To date, at least one hundred ninety-four cases of KCNQ2-related epilepsy have been reported with mutations distributed all over the gene leading to varying severity18,19. The functional study of the Kv7.2 channels may lead to a better understanding of the pathogenesis and disease severity, and may provide a guideline for treatments. Here, we report the clinical characteristics of nine patients with neonatal-onset seizures with KCNQ2 mutations. Experiments to elucidate their electrophysiological functional effects of two variants were performed.

Methodology

Patients and clinical data collection

The institutional review board of the Faculty of Medicine, Chulalongkorn University approved this study (IRB No. 264/62) which follows the Declaration of Helsinki Guidelines and all subsequent amendments. Written informed consents were obtained from parents or legal guardians of the participants. From June 2016 to December 2020, we studied 104 patients with infantile-onset pharmaco-resistant epilepsy, defined as failure of adequate trials of two antiepileptic drugs20 who underwent exome or genome sequencing at King Chulalongkorn Memorial Hospital. The cohort is described in the authors’ previous work21. Nine patients were found to harbor pathogenic or likely pathogenic variants in the KCNQ2 gene. The detailed demographic data and clinical characteristics were collected. The diagnosis of benign/self-limited neonatal epilepsy (OMIM#121200) or KCNQ2-related developmental and epileptic encephalopathy (DEE; OMIM#613720) weremade based on ILAE Classification and Definition of Epilepsy Syndromes with Onset in Neonates and Infants22,22.

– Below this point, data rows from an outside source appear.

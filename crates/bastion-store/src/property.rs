//! Typed accessors bound to one key in one store.
//!
//! A [`PersistentProperty`] is constructed once (by a
//! [`PropertyManager`](crate::PropertyManager)) and reused. It holds no
//! value of its own: every `get` reads the store, every `set` writes it.
//!
//! # Access semantics
//!
//! - `get`: stored value if present. Otherwise the default is queued for
//!   writing and returned immediately.
//! - `set(new)`: writes `merge(new, current)`, where `current` is the
//!   stored value or `None` if nothing is stored yet.
//! - `put(value)`: writes `value` as-is. Neither reads the store nor
//!   applies the merge rule.
//! - `remove`: deletes the stored value; the next `get` sees the default.
//!
//! Each call acquires the runtime lock for its whole read-then-write. The
//! `*_with` variants take an already-held guard so several properties can
//! be read and written under one acquisition.

use std::ops::Add;
use std::sync::Arc;

use bastion_types::{EntityId, PropertyKey, RawValue};

use crate::codec::{decode, Codec, Persistable};
use crate::error::StoreError;
use crate::runtime::{StoreGuard, StoreRuntime, WriteHandle};
use crate::store::PropertyStore;

/// Rule combining a newly set value with the currently stored one.
pub struct Merge<T> {
    f: Arc<dyn Fn(T, Option<T>) -> T + Send + Sync>,
}

impl<T> Clone for Merge<T> {
    fn clone(&self) -> Self {
        Self {
            f: Arc::clone(&self.f),
        }
    }
}

impl<T> core::fmt::Debug for Merge<T> {
    fn fmt(&self, f: &mut core::fmt::Formatter<'_>) -> core::fmt::Result {
        f.write_str("Merge(..)")
    }
}

impl<T: Clone + Send + Sync + 'static> Merge<T> {
    /// Wrap an arbitrary `(new, current) -> stored` function.
    pub fn new(f: impl Fn(T, Option<T>) -> T + Send + Sync + 'static) -> Self {
        Self { f: Arc::new(f) }
    }

    /// Store the new value as-is.
    pub fn replace() -> Self {
        Self::new(|new, _| new)
    }

    /// Ignore the new value and store `value` instead.
    pub fn reset_to(value: T) -> Self {
        Self::new(move |_, _| value.clone())
    }

    /// Combine `new` with `current`.
    pub fn apply(&self, new: T, current: Option<T>) -> T {
        (self.f)(new, current)
    }
}

impl<T: Add<Output = T> + Default + Clone + Send + Sync + 'static> Merge<T> {
    /// Add the new value to the current one (or to `T::default()` if
    /// nothing is stored).
    pub fn accumulate() -> Self {
        Self::new(|new, current| current.unwrap_or_default() + new)
    }
}

/// A typed handle onto one key of one entity's store.
pub struct PersistentProperty<T> {
    key: PropertyKey,
    codec: Codec,
    default: T,
    merge: Merge<T>,
    store: Arc<PropertyStore>,
}

impl<T: Clone> Clone for PersistentProperty<T> {
    fn clone(&self) -> Self {
        Self {
            key: self.key.clone(),
            codec: self.codec,
            default: self.default.clone(),
            merge: self.merge.clone(),
            store: Arc::clone(&self.store),
        }
    }
}

impl<T: core::fmt::Debug> core::fmt::Debug for PersistentProperty<T> {
    fn fmt(&self, f: &mut core::fmt::Formatter<'_>) -> core::fmt::Result {
        f.debug_struct("PersistentProperty")
            .field("entity", &self.store.entity())
            .field("key", &self.key)
            .field("codec", &self.codec)
            .field("default", &self.default)
            .finish_non_exhaustive()
    }
}

impl<T: Persistable> PersistentProperty<T> {
    /// Bind a validated key and codec to `store`. Does not touch the store.
    pub(crate) const fn new(
        key: PropertyKey,
        codec: Codec,
        default: T,
        merge: Merge<T>,
        store: Arc<PropertyStore>,
    ) -> Self {
        Self {
            key,
            codec,
            default,
            merge,
            store,
        }
    }

    /// The key this property reads and writes.
    pub const fn key(&self) -> &PropertyKey {
        &self.key
    }

    /// The value `get` returns when nothing is stored.
    pub const fn default_value(&self) -> &T {
        &self.default
    }

    /// The entity owning the underlying store.
    pub fn entity(&self) -> EntityId {
        self.store.entity()
    }

    /// The runtime whose lock serializes this property.
    pub fn runtime(&self) -> &StoreRuntime {
        self.store.runtime()
    }

    /// Read the value, lazily storing the default on first access.
    pub async fn get(&self) -> Result<T, StoreError> {
        let guard = self.runtime().lock().acquire().await;
        self.get_with(&guard).await
    }

    /// [`get`](Self::get) under an already-held guard.
    pub async fn get_with(&self, guard: &StoreGuard<'_>) -> Result<T, StoreError> {
        match self.read_current(guard).await? {
            Some(value) => Ok(value),
            None => {
                // Best effort: a failure is already on its way to the sink.
                let _ = self
                    .store
                    .write(guard, &self.key, self.codec, self.default.to_raw())
                    .await;
                Ok(self.default.clone())
            }
        }
    }

    /// Store `merge(new, current)`.
    pub async fn set(&self, new: T) -> Result<WriteHandle, StoreError> {
        let guard = self.runtime().lock().acquire().await;
        self.set_with(&guard, new).await
    }

    /// [`set`](Self::set) under an already-held guard.
    pub async fn set_with(&self, guard: &StoreGuard<'_>, new: T) -> Result<WriteHandle, StoreError> {
        let current = self.read_current(guard).await?;
        let value = self.merge.apply(new, current);
        self.store
            .write(guard, &self.key, self.codec, value.to_raw())
            .await
    }

    /// Store `value` as-is, skipping the read and the merge rule.
    ///
    /// For callers that already read and validated the current value under
    /// the same guard and now hold the absolute value to store.
    pub async fn put(&self, value: T) -> Result<WriteHandle, StoreError> {
        let guard = self.runtime().lock().acquire().await;
        self.put_with(&guard, value).await
    }

    /// [`put`](Self::put) under an already-held guard.
    pub async fn put_with(&self, guard: &StoreGuard<'_>, value: T) -> Result<WriteHandle, StoreError> {
        self.store
            .write(guard, &self.key, self.codec, value.to_raw())
            .await
    }

    /// Delete the stored value.
    pub async fn remove(&self) -> Result<WriteHandle, StoreError> {
        let guard = self.runtime().lock().acquire().await;
        self.remove_with(&guard).await
    }

    /// [`remove`](Self::remove) under an already-held guard.
    pub async fn remove_with(&self, guard: &StoreGuard<'_>) -> Result<WriteHandle, StoreError> {
        self.store.remove(guard, &self.key).await
    }

    async fn read_current(&self, guard: &StoreGuard<'_>) -> Result<Option<T>, StoreError> {
        self.store
            .read(guard, &self.key, self.codec)
            .await?
            .map(|raw: RawValue| self.decode(raw))
            .transpose()
    }

    fn decode(&self, raw: RawValue) -> Result<T, StoreError> {
        decode(&self.key, self.codec, raw).inspect_err(|err| self.runtime().report(err))
    }
}

#[cfg(test)]
#[allow(clippy::unwrap_used, clippy::float_cmp, clippy::arithmetic_side_effects)]
mod tests {
    use std::sync::atomic::{AtomicUsize, Ordering};

    use bastion_types::{Namespace, PrimitiveType};
    use futures::future::BoxFuture;

    use super::*;
    use crate::container::{BackingContainer, ContainerProvider, MemoryBackend};

    /// Counts calls reaching the wrapped container.
    struct Counting {
        gets: Arc<AtomicUsize>,
        sets: Arc<AtomicUsize>,
        inner: Arc<dyn BackingContainer>,
    }

    impl BackingContainer for Counting {
        fn get<'a>(
            &'a self,
            key: &'a PropertyKey,
            primitive: PrimitiveType,
        ) -> BoxFuture<'a, Result<Option<RawValue>, StoreError>> {
            self.gets.fetch_add(1, Ordering::SeqCst);
            self.inner.get(key, primitive)
        }

        fn set<'a>(
            &'a self,
            key: &'a PropertyKey,
            value: RawValue,
        ) -> BoxFuture<'a, Result<(), StoreError>> {
            self.sets.fetch_add(1, Ordering::SeqCst);
            self.inner.set(key, value)
        }

        fn remove<'a>(&'a self, key: &'a PropertyKey) -> BoxFuture<'a, Result<(), StoreError>> {
            self.inner.remove(key)
        }
    }

    struct Fixture {
        runtime: StoreRuntime,
        backend: MemoryBackend,
        store: Arc<PropertyStore>,
        gets: Arc<AtomicUsize>,
        sets: Arc<AtomicUsize>,
    }

    fn fixture() -> Fixture {
        let runtime = StoreRuntime::with_logging();
        let backend = MemoryBackend::new();
        let entity = EntityId::new();
        let gets = Arc::new(AtomicUsize::new(0));
        let sets = Arc::new(AtomicUsize::new(0));
        let container = Arc::new(Counting {
            gets: Arc::clone(&gets),
            sets: Arc::clone(&sets),
            inner: backend.container_for(entity),
        });
        let store = Arc::new(PropertyStore::new(entity, container, runtime.clone()));
        Fixture {
            runtime,
            backend,
            store,
            gets,
            sets,
        }
    }

    fn property<T: Persistable>(
        fx: &Fixture,
        name: &str,
        default: T,
        merge: Merge<T>,
    ) -> PersistentProperty<T> {
        let key = Namespace::new("test").unwrap().key(name).unwrap();
        PersistentProperty::new(key, T::codec().unwrap(), default, merge, Arc::clone(&fx.store))
    }

    #[tokio::test]
    async fn lazy_default_is_written_exactly_once() {
        let fx = fixture();
        let prop = property(&fx, "cash", 0.0_f64, Merge::replace());

        assert_eq!(prop.get().await.unwrap(), 0.0);
        assert_eq!(prop.get().await.unwrap(), 0.0);
        fx.runtime.flush().await;

        assert_eq!(fx.sets.load(Ordering::SeqCst), 1);
        assert_eq!(
            fx.backend.peek(prop.entity(), prop.key()).await,
            Some(RawValue::Double(0.0))
        );
    }

    #[tokio::test]
    async fn round_trip_scalars_and_text() {
        let fx = fixture();
        let cash = property(&fx, "cash", 0.0_f64, Merge::replace());
        let title = property(&fx, "title", String::from("none"), Merge::replace());
        let flag = property(&fx, "flag", false, Merge::replace());
        let glyph = property(&fx, "glyph", 'a', Merge::replace());

        cash.set(12.5).await.unwrap();
        title.set(String::from("Baron")).await.unwrap();
        flag.set(true).await.unwrap();
        glyph.set('λ').await.unwrap();
        fx.runtime.flush().await;

        assert_eq!(cash.get().await.unwrap(), 12.5);
        assert_eq!(title.get().await.unwrap(), "Baron");
        assert!(flag.get().await.unwrap());
        assert_eq!(glyph.get().await.unwrap(), 'λ');
    }

    #[tokio::test]
    async fn round_trip_arrays() {
        let fx = fixture();
        let homes = property(&fx, "homes", Vec::<i64>::new(), Merge::replace());

        homes.set(vec![1, -2, 3]).await.unwrap().wait().await.unwrap();
        assert_eq!(homes.get().await.unwrap(), vec![1, -2, 3]);
    }

    #[tokio::test]
    async fn accumulate_merge_sums_sequential_sets() {
        let fx = fixture();
        let kills = property(&fx, "kills", 0_i64, Merge::accumulate());

        kills.set(3).await.unwrap();
        kills.set(4).await.unwrap();
        fx.runtime.flush().await;

        assert_eq!(kills.get().await.unwrap(), 7);
        assert_eq!(
            fx.backend.peek(kills.entity(), kills.key()).await,
            Some(RawValue::Long(7))
        );
    }

    #[tokio::test]
    async fn merge_sees_none_before_first_write() {
        let fx = fixture();
        let merge = Merge::new(|new: i32, current: Option<i32>| match current {
            None => new * 100,
            Some(c) => c + new,
        });
        let score = property(&fx, "score", 5_i32, merge);

        score.set(1).await.unwrap();
        score.set(2).await.unwrap();
        assert_eq!(score.get().await.unwrap(), 102);
    }

    #[tokio::test]
    async fn reset_merge_always_stores_default() {
        let fx = fixture();
        let streak = property(&fx, "streak", 0_i32, Merge::reset_to(0));

        streak.set(9).await.unwrap();
        assert_eq!(streak.get().await.unwrap(), 0);
    }

    #[tokio::test]
    async fn put_skips_read_and_merge() {
        let fx = fixture();
        let kills = property(&fx, "kills", 0_i64, Merge::accumulate());

        kills.set(5).await.unwrap();
        fx.runtime.flush().await;
        let reads = fx.gets.load(Ordering::SeqCst);

        {
            let guard = fx.runtime.lock().acquire().await;
            kills.put_with(&guard, 2).await.unwrap();
        }
        kills.put(9).await.unwrap();
        assert_eq!(fx.gets.load(Ordering::SeqCst), reads);

        fx.runtime.flush().await;
        assert_eq!(
            fx.backend.peek(kills.entity(), kills.key()).await,
            Some(RawValue::Long(9))
        );
    }

    #[tokio::test]
    async fn remove_restores_default() {
        let fx = fixture();
        let cash = property(&fx, "cash", 1.0_f64, Merge::replace());

        cash.set(50.0).await.unwrap();
        cash.remove().await.unwrap();
        assert_eq!(cash.get().await.unwrap(), 1.0);
    }

    #[tokio::test]
    async fn stored_type_mismatch_surfaces_error() {
        let fx = fixture();
        let text = property(&fx, "shared", String::from("x"), Merge::replace());
        let number = property(&fx, "shared", 0.0_f64, Merge::replace());

        text.set(String::from("hello")).await.unwrap();
        let result = number.get().await;
        assert!(matches!(result, Err(StoreError::TypeMismatch { .. })));
    }

    #[tokio::test]
    async fn guarded_variants_compose_under_one_lock() {
        let fx = fixture();
        let a = property(&fx, "a", 10_i32, Merge::replace());
        let b = property(&fx, "b", 0_i32, Merge::replace());

        {
            let guard = fx.runtime.lock().acquire().await;
            let av = a.get_with(&guard).await.unwrap();
            a.set_with(&guard, av - 4).await.unwrap();
            b.set_with(&guard, 4).await.unwrap();
        }

        assert_eq!(a.get().await.unwrap(), 6);
        assert_eq!(b.get().await.unwrap(), 4);
    }
}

Exome, genome sequencing, bioinformatics and variant prioritization

Trio exome or genome was performed for all nine families. Genomic DNA was isolated from peripheral blood leucocytes. For exome sequencing, the DNA was enriched by SureSelect Human All Exon V5 kits (Agilent Technologies, Santa Clara, CA) and sent to Macrogen Inc., Seoul, South Korea. Illumina HiSeq 2000 Sequencer was used with a target output of 6 GB. For genome sequencing, DNA was sent to Beijing Genomics Institute (BGI), China. Sequence reads in FASTQ sequencing files were aligned to the Human Reference Genome hg19 from UCSC using Burrows-Wheeler Alignment (BWA) software (http://bio-bwa.sourceforge.net/). Single nucleotide variants (SNVs) and small insertions/ deletions (indels) were detected by GATK Haplotypecaller and annotated by dbSNP&1000G.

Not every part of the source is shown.